Boston Scientific Corporation Release: Independent Meta-Analysis Confirms Safety And Efficacy Of TAXUS Stent

NATICK, Mass. and WASHINGTON, Oct. 23 /PRNewswire-FirstCall/ -- Boston Scientific Corporation (NYSE: BSX - News) today announced that an independent meta-analysis of more than 3,500 patients from five clinical trials, conducted by the Cardiovascular Research Foundation, confirmed the Company’s own analysis that the TAXUS® paclitaxel-eluting coronary stent is safe and effective.
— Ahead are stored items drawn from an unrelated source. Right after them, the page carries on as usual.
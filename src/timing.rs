//! CAN bit timing.
//!
//! The baud rate prescaler is derived from the oscillator and the nominal
//! rate; segment lengths come from a fixed table keyed by the nominal rate.

use core::convert::TryFrom;

use crate::regs::{Cnf1, Cnf2, Cnf3, SyncJumpWidth};

/// Speed the CAN bus is operating at.
#[repr(u8)]
#[derive(Debug, Clone, Copy, PartialEq, Eq)]
#[cfg_attr(feature = "defmt", derive(defmt::Format))]
#[cfg_attr(feature = "ufmt", derive(ufmt::derive::uDebug))]
pub enum CanSpeed {
    Kbps20,
    Kbps25,
    Kbps50,
    Kbps100,
    Kbps125,
    Kbps250,
    Kbps500,
    Kbps1000,
}

impl CanSpeed {
    /// Nominal rate in bits per second.
    pub const fn bps(self) -> u32 {
        match self {
            CanSpeed::Kbps20 => 20_000,
            CanSpeed::Kbps25 => 25_000,
            CanSpeed::Kbps50 => 50_000,
            CanSpeed::Kbps100 => 100_000,
            CanSpeed::Kbps125 => 125_000,
            CanSpeed::Kbps250 => 250_000,
            CanSpeed::Kbps500 => 500_000,
            CanSpeed::Kbps1000 => 1_000_000,
        }
    }

    /// Segment lengths used for this rate.
    const fn segments(self) -> Segments {
        match self {
            CanSpeed::Kbps1000 => Segments::FAST,
            _ => Segments::STANDARD,
        }
    }
}

/// A nominal bit rate outside the supported set.
#[derive(Debug, Clone, Copy, PartialEq, Eq)]
#[cfg_attr(feature = "defmt", derive(defmt::Format))]
pub struct UnknownBitRate(pub u32);

impl TryFrom<u32> for CanSpeed {
    type Error = UnknownBitRate;

    fn try_from(bps: u32) -> Result<Self, Self::Error> {
        Ok(match bps {
            20_000 => CanSpeed::Kbps20,
            25_000 => CanSpeed::Kbps25,
            50_000 => CanSpeed::Kbps50,
            100_000 => CanSpeed::Kbps100,
            125_000 => CanSpeed::Kbps125,
            250_000 => CanSpeed::Kbps250,
            500_000 => CanSpeed::Kbps500,
            1_000_000 => CanSpeed::Kbps1000,
            _ => return Err(UnknownBitRate(bps)),
        })
    }
}

/// Speed the MCP2515 is operating at. Should match the crystal frequency
/// onboard.
#[repr(u8)]
#[derive(Debug, Clone, Copy, PartialEq, Eq)]
#[cfg_attr(feature = "defmt", derive(defmt::Format))]
#[cfg_attr(feature = "ufmt", derive(ufmt::derive::uDebug))]
pub enum McpSpeed {
    MHz8,
    MHz16,
}

impl McpSpeed {
    pub const fn hz(self) -> u32 {
        match self {
            McpSpeed::MHz8 => 8_000_000,
            McpSpeed::MHz16 => 16_000_000,
        }
    }
}

/// Segment lengths of one bit, in time quanta. The sync segment is always a
/// single quantum.
#[derive(Debug, Clone, Copy, PartialEq, Eq)]
struct Segments {
    prop: u8,
    phase1: u8,
    phase2: u8,
    sjw: SyncJumpWidth,
}

impl Segments {
    /// 16 quanta, sampling at 75%.
    const STANDARD: Self = Self {
        prop: 5,
        phase1: 6,
        phase2: 4,
        sjw: SyncJumpWidth::Tq2,
    };

    /// 8 quanta for 1 Mbps, sampling at 75%.
    const FAST: Self = Self {
        prop: 2,
        phase1: 3,
        phase2: 2,
        sjw: SyncJumpWidth::Tq1,
    };

    const fn quanta(self) -> u32 {
        1 + self.prop as u32 + self.phase1 as u32 + self.phase2 as u32
    }
}

/// Values of `CNF1`, `CNF2` and `CNF3` for one rate.
#[derive(Debug, Clone, Copy, PartialEq, Eq)]
#[cfg_attr(feature = "defmt", derive(defmt::Format))]
pub struct BitTiming {
    pub cnf1: Cnf1,
    pub cnf2: Cnf2,
    pub cnf3: Cnf3,
}

impl BitTiming {
    /// Computes the bit timing registers for `can_speed` on a controller
    /// clocked at `mcp_speed`.
    ///
    /// Returns `None` when the oscillator cannot be divided down to the
    /// requested rate exactly.
    pub fn new(can_speed: CanSpeed, mcp_speed: McpSpeed) -> Option<Self> {
        let seg = can_speed.segments();
        let divisor = 2 * seg.quanta() * can_speed.bps();
        let osc = mcp_speed.hz();
        if osc % divisor != 0 {
            return None;
        }
        let brp = (osc / divisor).checked_sub(1)?;
        if brp > 0x3F {
            return None;
        }

        Some(BitTiming {
            cnf1: Cnf1::new().with_brp(brp as u8).with_sjw(seg.sjw),
            cnf2: Cnf2::new()
                .with_btlmode(true)
                .with_sam(false)
                .with_phseg1(seg.phase1 - 1)
                .with_prseg(seg.prop - 1),
            cnf3: Cnf3::new().with_phseg2(seg.phase2 - 1).with_sof(true),
        })
    }

    /// Baud rate prescaler.
    pub fn prescaler(&self) -> u8 {
        self.cnf1.brp()
    }
}

#[cfg(test)]
mod tests {
    use super::*;

    fn bytes(t: BitTiming) -> (u8, u8, u8) {
        (
            t.cnf1.into_bytes()[0],
            t.cnf2.into_bytes()[0],
            t.cnf3.into_bytes()[0],
        )
    }

    #[test]
    fn prescaler_at_500k_16mhz() {
        let timing = BitTiming::new(CanSpeed::Kbps500, McpSpeed::MHz16).unwrap();
        assert_eq!(timing.prescaler(), 0);
        assert_eq!(bytes(timing), (0x40, 0xAC, 0x83));
    }

    #[test]
    fn table_16mhz() {
        let expected = [
            (CanSpeed::Kbps20, 0x58),
            (CanSpeed::Kbps25, 0x53),
            (CanSpeed::Kbps50, 0x49),
            (CanSpeed::Kbps100, 0x44),
            (CanSpeed::Kbps125, 0x43),
            (CanSpeed::Kbps250, 0x41),
            (CanSpeed::Kbps500, 0x40),
        ];
        for (speed, cnf1) in expected.iter().copied() {
            let timing = BitTiming::new(speed, McpSpeed::MHz16).unwrap();
            assert_eq!(bytes(timing), (cnf1, 0xAC, 0x83), "{:?}", speed);
        }

        let fast = BitTiming::new(CanSpeed::Kbps1000, McpSpeed::MHz16).unwrap();
        assert_eq!(bytes(fast), (0x00, 0x91, 0x81));
    }

    #[test]
    fn unreachable_rates() {
        assert!(BitTiming::new(CanSpeed::Kbps500, McpSpeed::MHz8).is_none());
        assert!(BitTiming::new(CanSpeed::Kbps1000, McpSpeed::MHz8).is_none());
        assert!(BitTiming::new(CanSpeed::Kbps250, McpSpeed::MHz8).is_some());
    }

    #[test]
    fn raw_rates() {
        assert_eq!(CanSpeed::try_from(125_000), Ok(CanSpeed::Kbps125));
        assert_eq!(CanSpeed::try_from(33_333), Err(UnknownBitRate(33_333)));
        for speed in [CanSpeed::Kbps20, CanSpeed::Kbps1000].iter() {
            assert_eq!(CanSpeed::try_from(speed.bps()), Ok(*speed));
        }
    }
}
//! Quick status bytes returned by `READ STATUS` and `RX STATUS`.

use modular_bitfield::prelude::*;

use crate::buffer::{RxBuf, TxBuf};

/// Response to the `READ STATUS` instruction.
#[bitfield]
#[derive(Debug, Clone, Copy, PartialEq, Eq)]
#[cfg_attr(feature = "defmt", derive(defmt::Format))]
pub struct Status {
    #[skip(setters)]
    pub rx0if: bool,
    #[skip(setters)]
    pub rx1if: bool,
    #[skip(setters)]
    pub tx0req: bool,
    #[skip(setters)]
    pub tx0if: bool,
    #[skip(setters)]
    pub tx1req: bool,
    #[skip(setters)]
    pub tx1if: bool,
    #[skip(setters)]
    pub tx2req: bool,
    #[skip(setters)]
    pub tx2if: bool,
}

impl Status {
    /// Whether a transmission request is still pending on `buf`.
    pub fn tx_pending(self, buf: TxBuf) -> bool {
        match buf {
            TxBuf::B0 => self.tx0req(),
            TxBuf::B1 => self.tx1req(),
            TxBuf::B2 => self.tx2req(),
        }
    }

    /// Whether `buf` holds a received message.
    pub fn rx_full(self, buf: RxBuf) -> bool {
        match buf {
            RxBuf::B0 => self.rx0if(),
            RxBuf::B1 => self.rx1if(),
        }
    }
}

/// Kind of the last received message, as reported by `RX STATUS`.
#[repr(u8)]
#[derive(Debug, Clone, Copy, PartialEq, Eq, BitfieldSpecifier)]
#[cfg_attr(feature = "defmt", derive(defmt::Format))]
#[cfg_attr(feature = "ufmt", derive(ufmt::derive::uDebug))]
#[bits = 2]
pub enum MessageType {
    StandardData,
    StandardRemote,
    ExtendedData,
    ExtendedRemote,
}

/// Response to the `RX STATUS` instruction.
#[bitfield]
#[derive(Debug, Clone, Copy, PartialEq, Eq)]
#[cfg_attr(feature = "defmt", derive(defmt::Format))]
pub struct RxStatus {
    /// Matching filter. 0-5 are RXF0-RXF5, 6 and 7 are RXF0 and RXF1
    /// rolled over into RXB1.
    #[skip(setters)]
    pub filter_match: B3,
    #[skip(setters)]
    pub msg_type: MessageType,
    #[skip]
    __: B1,
    /// Message in RXB0.
    #[skip(setters)]
    pub rx0: bool,
    /// Message in RXB1.
    #[skip(setters)]
    pub rx1: bool,
}
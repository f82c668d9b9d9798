use embedded_hal::can::Id;

use crate::{
    buffer::{encode_id, ID_LEN},
    regs::Register,
};

/// Encodes an identifier pattern for a mask or filter register set
/// (`SIDH`, `SIDL`, `EID8`, `EID0`).
///
/// Uses the same packing as the transmit buffers. On masks the `EXIDE`
/// position is unimplemented and ignored by the controller.
#[inline]
pub fn encode_filter(id: Id) -> [u8; ID_LEN] {
    encode_id(id)
}

crate::slot_def! {
    /// Receive filters. The entry is the filter's `SIDH` register.
    pub RxFilter => Register {
        /// RXF0
        F0 => Register::RXF0SIDH,
        /// RXF1
        F1 => Register::RXF1SIDH,
        /// RXF2
        F2 => Register::RXF2SIDH,
        /// RXF3
        F3 => Register::RXF3SIDH,
        /// RXF4
        F4 => Register::RXF4SIDH,
        /// RXF5
        F5 => Register::RXF5SIDH
    }
}

crate::slot_def! {
    /// Receive masks. The entry is the mask's `SIDH` register.
    pub RxMask => Register {
        /// Mask 0
        Mask0 => Register::RXM0SIDH,
        /// Mask 1
        Mask1 => Register::RXM1SIDH
    }
}
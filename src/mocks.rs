//! Test doubles for the MCP2515 node: SPI bus, chip select and delay mocks,
//! plus a scripted clock for transmit deadlines.

use core::cell::RefCell;
use embedded_hal::blocking::delay::DelayMs;
use embedded_hal::blocking::spi::Transfer;
use embedded_hal::digital::v2::OutputPin;
use embedded_time::clock::Error;
use embedded_time::duration::Duration;
use embedded_time::fixed_point::FixedPoint;
use embedded_time::fraction::Fraction;
use embedded_time::timer::param::{Armed, OneShot};
use embedded_time::{Clock, Instant, Timer};
use mockall::mock;

/// Clock returning a scripted list of instants, in microseconds.
#[derive(Debug, PartialEq, Eq)]
pub struct TestClock {
    pub next_instants: RefCell<Vec<u64>>,
}

impl TestClock {
    pub fn new(next_instants: Vec<u64>) -> Self {
        Self {
            next_instants: RefCell::new(next_instants),
        }
    }
}

impl Clock for TestClock {
    type T = u64;
    const SCALING_FACTOR: Fraction = Fraction::new(1, 1_000_000);

    fn try_now(&self) -> Result<Instant<Self>, Error> {
        if self.next_instants.borrow().is_empty() {
            return Err(Error::Unspecified);
        }

        Ok(Instant::new(self.next_instants.borrow_mut().remove(0)))
    }

    fn new_timer<Dur>(&self, duration: Dur) -> Timer<OneShot, Armed, Self, Dur>
    where
        Dur: Duration + FixedPoint,
    {
        Timer::new(self, duration)
    }
}

mock! {
    pub SPIBus {}

    impl Transfer<u8> for SPIBus {
        type Error = u32;

        fn transfer<'w>(&mut self, words: &'w mut [u8]) -> Result<&'static [u8], u32>;
    }
}

mock! {
    pub Pin {}

    impl OutputPin for Pin {
        type Error = u32;

        fn set_low(&mut self) -> Result<(), u32>;
        fn set_high(&mut self) -> Result<(), u32>;
    }
}

mock! {
    pub Delay {}

    impl DelayMs<u8> for Delay {
        fn delay_ms(&mut self, ms: u8);
    }
}
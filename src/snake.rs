use std::collections::VecDeque;
use std::fmt;

use crate::input::{Direction, direction_change_is_valid};
use crate::observer::SnakeObserver;
use crate::point::{Bounds, Point};

/// Snake body and heading.
///
/// Segments are stored tail first: the front of the deque is the tail and the
/// back is the head. The body never contains the same cell twice.
pub struct Snake {
    body: VecDeque<Point>,
    direction: Direction,
    bounds: Bounds,
    observer: Option<Box<dyn SnakeObserver>>,
}

impl Snake {
    /// Creates a one-cell snake at `(0, height / 2)` heading right.
    #[must_use]
    pub fn new(bounds: Bounds) -> Self {
        let start = bounds.point(0, i32::from(bounds.height / 2));
        Self::from_segments(bounds, vec![start], Direction::Right)
    }

    /// Creates a snake from explicit segments, tail first.
    ///
    /// Panics when `segments` is empty or contains the same cell twice.
    #[must_use]
    pub fn from_segments(bounds: Bounds, segments: Vec<Point>, direction: Direction) -> Self {
        assert!(!segments.is_empty(), "snake needs at least one segment");

        let mut body = VecDeque::with_capacity(segments.len());
        for segment in segments {
            assert!(
                !body.contains(&segment),
                "duplicate snake segment at ({}, {})",
                segment.x(),
                segment.y()
            );
            body.push_back(segment);
        }

        Self {
            body,
            direction,
            bounds,
            observer: None,
        }
    }

    /// Registers the observer notified on every grow and tail removal.
    pub fn set_observer(&mut self, observer: Box<dyn SnakeObserver>) {
        self.observer = Some(observer);
    }

    /// Changes heading unless `direction` reverses the current one.
    ///
    /// Returns `false` and leaves the heading untouched on a reversal.
    pub fn update_direction(&mut self, direction: Direction) -> bool {
        if !direction_change_is_valid(self.direction, direction) {
            return false;
        }

        self.direction = direction;
        true
    }

    /// Returns the cell the head would move into this tick.
    #[must_use]
    pub fn next_head(&self) -> Point {
        self.head().step(self.direction, self.bounds)
    }

    /// Returns true if any segment occupies `point`.
    #[must_use]
    pub fn contains(&self, point: Point) -> bool {
        self.body.contains(&point)
    }

    /// Pushes `point` as the new head.
    ///
    /// The caller must rule out collisions first; growing into an occupied
    /// cell panics.
    pub fn grow(&mut self, point: Point) {
        assert!(
            !self.contains(point),
            "snake cannot grow into its own body at ({}, {})",
            point.x(),
            point.y()
        );

        self.body.push_back(point);

        if let Some(mut observer) = self.observer.take() {
            observer.on_snake_grew(self, point);
            self.observer = Some(observer);
        }
    }

    /// Pops the tail segment and returns it.
    pub fn remove_tail(&mut self) -> Point {
        let tail = self
            .body
            .pop_front()
            .expect("snake body must always contain at least one segment");

        if let Some(mut observer) = self.observer.take() {
            observer.on_tail_removed(self, tail);
            self.observer = Some(observer);
        }

        tail
    }

    /// Returns the current head position.
    #[must_use]
    pub fn head(&self) -> Point {
        *self
            .body
            .back()
            .expect("snake body must always contain at least one segment")
    }

    /// Returns the current tail position.
    #[must_use]
    pub fn tail(&self) -> Point {
        *self
            .body
            .front()
            .expect("snake body must always contain at least one segment")
    }

    /// Returns the segment right behind the head, if the snake is longer than one cell.
    #[must_use]
    pub fn neck(&self) -> Option<Point> {
        self.body.len().checked_sub(2).map(|index| self.body[index])
    }

    #[must_use]
    pub fn len(&self) -> usize {
        self.body.len()
    }

    #[must_use]
    pub fn is_empty(&self) -> bool {
        self.body.is_empty()
    }

    #[must_use]
    pub fn direction(&self) -> Direction {
        self.direction
    }

    #[must_use]
    pub fn bounds(&self) -> Bounds {
        self.bounds
    }

    /// Iterates over body segments from tail to head.
    pub fn segments(&self) -> impl Iterator<Item = &Point> {
        self.body.iter()
    }
}

impl fmt::Debug for Snake {
    fn fmt(&self, f: &mut fmt::Formatter<'_>) -> fmt::Result {
        f.debug_struct("Snake")
            .field("body", &self.body)
            .field("direction", &self.direction)
            .field("bounds", &self.bounds)
            .field("observed", &self.observer.is_some())
            .finish()
    }
}

#[cfg(test)]
mod tests {
    use std::cell::RefCell;
    use std::rc::Rc;

    use crate::input::Direction;
    use crate::observer::{CellEvent, EventLog};
    use crate::point::Bounds;

    use super::Snake;

    #[test]
    fn new_snake_starts_on_the_left_edge_heading_right() {
        let bounds = Bounds::new(10, 7);
        let snake = Snake::new(bounds);

        assert_eq!(snake.len(), 1);
        assert_eq!(snake.head(), bounds.point(0, 3));
        assert_eq!(snake.direction(), Direction::Right);
    }

    #[test]
    fn reversal_is_rejected_and_heading_kept() {
        let mut snake = Snake::new(Bounds::new(10, 10));

        assert!(!snake.update_direction(Direction::Left));
        assert_eq!(snake.direction(), Direction::Right);

        assert!(snake.update_direction(Direction::Right));
        assert!(snake.update_direction(Direction::Up));
        assert_eq!(snake.direction(), Direction::Up);

        assert!(!snake.update_direction(Direction::Down));
        assert_eq!(snake.direction(), Direction::Up);
    }

    #[test]
    fn next_head_wraps_without_moving() {
        let bounds = Bounds::new(4, 4);
        let snake = Snake::from_segments(bounds, vec![bounds.point(3, 1)], Direction::Right);

        assert_eq!(snake.next_head(), bounds.point(0, 1));
        assert_eq!(snake.head(), bounds.point(3, 1));
    }

    #[test]
    fn grow_and_remove_keep_tail_first_order() {
        let bounds = Bounds::new(10, 10);
        let mut snake = Snake::from_segments(bounds, vec![bounds.point(2, 2)], Direction::Right);

        snake.grow(bounds.point(3, 2));
        snake.grow(bounds.point(4, 2));
        assert_eq!(snake.head(), bounds.point(4, 2));
        assert_eq!(snake.neck(), Some(bounds.point(3, 2)));
        assert_eq!(snake.tail(), bounds.point(2, 2));

        assert_eq!(snake.remove_tail(), bounds.point(2, 2));
        assert_eq!(snake.len(), 2);
        assert!(!snake.contains(bounds.point(2, 2)));
    }

    #[test]
    #[should_panic(expected = "cannot grow into its own body")]
    fn growing_into_body_panics() {
        let bounds = Bounds::new(10, 10);
        let mut snake = Snake::from_segments(
            bounds,
            vec![bounds.point(1, 1), bounds.point(2, 1)],
            Direction::Right,
        );

        snake.grow(bounds.point(1, 1));
    }

    #[test]
    #[should_panic(expected = "duplicate snake segment")]
    fn duplicate_segments_are_rejected() {
        let bounds = Bounds::new(5, 5);
        let _ = Snake::from_segments(
            bounds,
            vec![bounds.point(1, 1), bounds.point(6, 1)],
            Direction::Right,
        );
    }

    #[test]
    fn observer_sees_grow_and_tail_removal() {
        let bounds = Bounds::new(6, 6);
        let log = Rc::new(RefCell::new(EventLog::new()));
        let mut snake = Snake::from_segments(bounds, vec![bounds.point(0, 0)], Direction::Right);
        snake.set_observer(Box::new(Rc::clone(&log)));

        let tail = snake.remove_tail();
        snake.grow(bounds.point(1, 0));

        assert_eq!(
            log.borrow().events(),
            &[CellEvent::TailRemoved(tail), CellEvent::SnakeGrew(bounds.point(1, 0))]
        );
    }
}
The new analysis was presented by Gregg W. Stone, M.D., Vice Chairman of the Cardiovascular Research Foundation and Professor of Medicine, Columbia University Medical Center in New York, at a symposium hosted by Boston Scientific in conjunction with the eighteenth annual Transcatheter Cardiovascular Therapeutics (TCT) scientific symposium in Washington, D.C.

The patient-level meta-analysis reported data on the TAXUS stent from the TAXUS I, II, IV, V and VI trials that studied 3,506 patients. A parallel patient-level meta-analysis was also performed on the Cypher® stent from the RAVEL, SIRIUS, E-SIRIUS AND C-SIRIUS trials that studied 1,748 patients, and will be presented in full by Dr. Stone on Tuesday.

The results presented today showed similar rates of freedom from stent thrombosis and similar rates of stent thrombosis beyond one year for both the TAXUS and Cypher stents.

For the TAXUS stent, the rate of freedom from stent thrombosis at up to four years was 98.7 percent (1.3 percent thrombosis rate), compared to a 99.1 percent rate of freedom from stent thrombosis (0.9 percent stent thrombosis rate) in the bare-metal control group. This meta-analysis showed a small but statistically significant (0.40 percent, p = 0.033) increase in the incidence of stent thrombosis after one year for the TAXUS stent as compared to the bare-metal control stent. However, there was no corresponding increase in death or myocardial infarction (MI).

Dr. Stone also presented data that showed for the Cypher stent, the rate of freedom from stent thrombosis over four years was 98.8 percent (1.2 percent stent thrombosis rate), compared to a 99.4 percent rate of freedom from stent thrombosis (0.6 percent stent thrombosis rate) in the bare-metal control group. This meta-analysis also showed a small but statistically significant (0.57 percent, p = 0.025) increase in the incidence of stent thrombosis after one year for the Cypher stent as compared to the bare-metal control stent. This is the first time a statistically significant increase in late stent thrombosis has been reported for the Cypher stent.

The results for up to four years follow-up also showed a trend toward a lower rate of all-cause death, as well as the combination all-cause death or Q-wave MI, for the TAXUS stent compared to its bare-metal control. Despite the 0.4 percent increase in late-stent thrombosis, the all-cause death rate at up to four years was 6.4 percent for the TAXUS stent compared to 7.0 percent for bare-metal (a statistically non-significant decrease). Similarly, the all-cause death or Q-wave MI rate showed a trend toward better outcomes for the TAXUS stent at 7.6 percent compared to 8.1 percent for bare-metal (a statistically non-significant decrease).

“It is now fully apparent that the small increase in late stent thrombosis that we previously reported is actually found in both drug-eluting stents,” said Dr. Donald S. Baim, the Chief Medical and Scientific Officer for Boston Scientific. “Importantly, the TAXUS paclitaxel-eluting stent continues at four-year follow-up to show the same or lower risk of death or MI as bare-metal, and a 50 percent lower need for repeat procedures. In net, it clearly remains a safe and effective therapy.”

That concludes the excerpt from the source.